## Records shown
//! Analytics pane of the read-only viewer.

use chrono::NaiveDate;
use leptos::prelude::*;

use crate::state::viewer::Analytics;

#[component]
pub fn AnalyticsPanel(
    #[prop(into)] analytics: Signal<Analytics>,
    /// Selected group name; `None` means all groups.
    #[prop(into)]
    scope: Signal<Option<String>>,
    #[prop(into)] event_date: Signal<Option<NaiveDate>>,
    on_date: Callback<Option<NaiveDate>>,
) -> impl IntoView {
    let on_input = move |ev: leptos::ev::Event| {
        let raw = event_target_value(&ev);
        on_date.run(NaiveDate::parse_from_str(raw.trim(), "%Y-%m-%d").ok());
    };

    view! {
        <aside class="analytics-panel">
            <header class="analytics-panel__header">
                "Analytics"
                <span class="analytics-panel__scope">
                    {move || scope.get().unwrap_or_else(|| "All groups".to_owned())}
                </span>
            </header>
            <label class="analytics-panel__date">
                "Events on"
                <input
                    type="date"
                    prop:value=move || event_date.get().map(|d| d.format("%Y-%m-%d").to_string()).unwrap_or_default()
                    on:change=on_input
                />
                <button
                    class="btn btn--small"
                    disabled=move || event_date.get().is_none()
                    on:click=move |_| on_date.run(None)
                >
                    "All dates"
                </button>
            </label>
            <dl class="analytics-panel__grid">
                <Metric label="Members" value=Signal::derive(move || analytics.get().total_members)/>
                <Metric label="Joins" value=Signal::derive(move || analytics.get().joins)/>
                <Metric label="Leaves" value=Signal::derive(move || analytics.get().leaves)/>
                <Metric label="Messages" value=Signal::derive(move || analytics.get().messages)/>
                <Metric label="Active senders" value=Signal::derive(move || analytics.get().active_users)/>
                <Metric label="Certificates" value=Signal::derive(move || analytics.get().certificates)/>
            </dl>
        </aside>
    }
}

#[component]
fn Metric(label: &'static str, value: Signal<i64>) -> impl IntoView {
    view! {
        <div class="metric">
            <dt class="metric__label">{label}</dt>
            <dd class="metric__value">{move || value.get()}</dd>
        </div>
    }
}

## Required action
Copy all lines from the material that include "leptos".

## Your response
use leptos::prelude::*;
    let on_input = move |ev: leptos::ev::Event| {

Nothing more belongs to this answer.